**YOUR INSTRUCTIONS**
Your answer should be every line of the entries that has the string "medication" in it.

[Records excerpted from a collection]
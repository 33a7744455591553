//! Tests for chunked source table scans.

use std::fs;
use std::path::PathBuf;

use eicu_ingest::{ChunkedReader, IngestError, SourceRow, TableSpec};
use tempfile::TempDir;

fn write_table(dir: &TempDir, name: &str, contents: &str) -> PathBuf {
    let path = dir.path().join(name);
    fs::write(&path, contents).expect("write table");
    path
}

const LAB: &str = "\
labid,patientunitstayid,labresultoffset,labname,labresult,labmeasurenamesystem
1,141765,10,glucose,5.5,mg/dL
2,141765,-3,glucose,,mg/dL
3,141766,20,,1.0,
4,141766,25,sodium,140,mmol/L
";

#[test]
fn projects_rows_onto_table_columns() {
    let dir = TempDir::new().expect("temp dir");
    let path = write_table(&dir, "lab.csv", LAB);
    let mut reader = ChunkedReader::open(&path, &TableSpec::lab(), 100).expect("open");
    let rows = reader.next_chunk().expect("read").expect("chunk");
    assert_eq!(rows.len(), 3);
    assert_eq!(
        rows[0],
        SourceRow {
            line: 2,
            patient_id: "141765".to_string(),
            time: 10,
            code: "glucose".to_string(),
            value: Some("5.5".to_string()),
            unit: Some("mg/dL".to_string()),
        }
    );
    assert_eq!(rows[1].time, -3);
    assert_eq!(rows[1].value, None);
    assert_eq!(reader.skipped_rows(), 1);
    assert!(reader.next_chunk().expect("end").is_none());
}

#[test]
fn splits_table_into_bounded_chunks() {
    let dir = TempDir::new().expect("temp dir");
    let path = write_table(&dir, "lab.csv", LAB);
    let mut reader = ChunkedReader::open(&path, &TableSpec::lab(), 2).expect("open");
    let mut sizes = Vec::new();
    let chunks = reader
        .for_each_chunk(|index, rows| {
            sizes.push((index, rows.len()));
            Ok::<(), IngestError>(())
        })
        .expect("scan");
    assert_eq!(chunks, 2);
    // The second chunk lost its empty-code row.
    assert_eq!(sizes, vec![(0, 2), (1, 1)]);
    assert_eq!(reader.skipped_rows(), 1);
}

#[test]
fn missing_column_fails_at_open() {
    let dir = TempDir::new().expect("temp dir");
    let path = write_table(
        &dir,
        "diagnosis.csv",
        "patientunitstayid,diagnosisoffset\n1,5\n",
    );
    let err = ChunkedReader::open(&path, &TableSpec::diagnosis(), 10)
        .err()
        .expect("missing column");
    match err {
        IngestError::MissingColumn { column, .. } => assert_eq!(column, "diagnosisstring"),
        other => panic!("unexpected error: {other}"),
    }
}

#[test]
fn unparseable_offset_is_an_invalid_field() {
    let dir = TempDir::new().expect("temp dir");
    let path = write_table(
        &dir,
        "medication.csv",
        "patientunitstayid,drugstartoffset,drugname\n1,5,aspirin\n1,later,heparin\n",
    );
    let mut reader = ChunkedReader::open(&path, &TableSpec::medication(), 10).expect("open");
    let err = reader.next_chunk().expect_err("bad offset");
    match err {
        IngestError::InvalidField {
            line,
            column,
            value,
            ..
        } => {
            assert_eq!(line, 3);
            assert_eq!(column, "drugstartoffset");
            assert_eq!(value, "later");
        }
        other => panic!("unexpected error: {other}"),
    }
}

#[test]
fn missing_file_is_reported() {
    let dir = TempDir::new().expect("temp dir");
    let err = ChunkedReader::open(&dir.path().join("lab.csv"), &TableSpec::lab(), 10)
        .err()
        .expect("missing file");
    assert!(matches!(err, IngestError::FileNotFound { .. }));
}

**SOLUTION FOR THIS TASK**
        "medication.csv",
    let mut reader = ChunkedReader::open(&path, &TableSpec::medication(), 10).expect("open");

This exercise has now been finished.